Exercise prompt:
Every line below that has "TokenTree" in it should be copied.

Data shown:

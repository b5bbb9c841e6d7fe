use macro_utils_build::{
    GenerateError,
    filter::retain_non_empty,
    iter::{for_each, for_each_counted, for_each_keep_1, for_each_pair},
    token::split_args,
};
use proc_macro2::{Literal, Span, TokenStream, TokenTree};
use quote::quote;
use syn::{
    Path, Token,
    parse::{ParseStream, Parser},
    spanned::Spanned,
};

///
/// IterInput
/// `rule [, extra]; item, item, ...`
///

struct IterInput {
    rule: Path,
    extra: Option<TokenStream>,
    items: Vec<TokenStream>,
    span: Span,
}

impl IterInput {
    fn parse(input: TokenStream, with_extra: bool) -> syn::Result<Self> {
        let span = input.span();
        let parser = |input: ParseStream| -> syn::Result<(Path, Option<TokenStream>, TokenStream)> {
            let rule: Path = input.parse()?;

            let extra = if with_extra {
                input.parse::<Token![,]>()?;
                Some(parse_until_semi(input)?)
            } else {
                None
            };

            input.parse::<Token![;]>()?;
            let rest: TokenStream = input.parse()?;

            Ok((rule, extra, rest))
        };
        let (rule, extra, rest) = parser.parse2(input)?;

        Ok(Self {
            rule,
            extra,
            items: retain_non_empty(split_args(rest)),
            span,
        })
    }
}

fn parse_until_semi(input: ParseStream) -> syn::Result<TokenStream> {
    let mut tokens = TokenStream::new();

    while !input.is_empty() && !input.peek(Token![;]) {
        tokens.extend([input.parse::<TokenTree>()?]);
    }

    Ok(tokens)
}

pub fn for_each_1(input: TokenStream) -> Result<TokenStream, GenerateError> {
    let IterInput {
        rule, items, span, ..
    } = IterInput::parse(input, false)?;

    for_each(&items, span, |item| quote!(#rule! { #item }))
}

pub fn for_each_2(input: TokenStream) -> Result<TokenStream, GenerateError> {
    let IterInput {
        rule, items, span, ..
    } = IterInput::parse(input, false)?;

    for_each_pair(&items, span, |a, b| quote!(#rule! { #a, #b }))
}

pub fn for_each_1_keep_1(input: TokenStream) -> Result<TokenStream, GenerateError> {
    let IterInput {
        rule,
        extra,
        items,
        span,
    } = IterInput::parse(input, true)?;
    let extra = extra.unwrap_or_default();

    for_each_keep_1(&extra, &items, span, |extra, item| {
        quote!(#rule! { #extra, #item })
    })
}

pub fn for_each_1_counted(input: TokenStream) -> Result<TokenStream, GenerateError> {
    let IterInput {
        rule, items, span, ..
    } = IterInput::parse(input, false)?;

    for_each_counted(&items, span, |n, item| {
        let n = Literal::usize_unsuffixed(n);
        quote!(#rule! { #n, #item })
    })
}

Exercise result:
use proc_macro2::{Literal, Span, TokenStream, TokenTree};
        tokens.extend([input.parse::<TokenTree>()?]);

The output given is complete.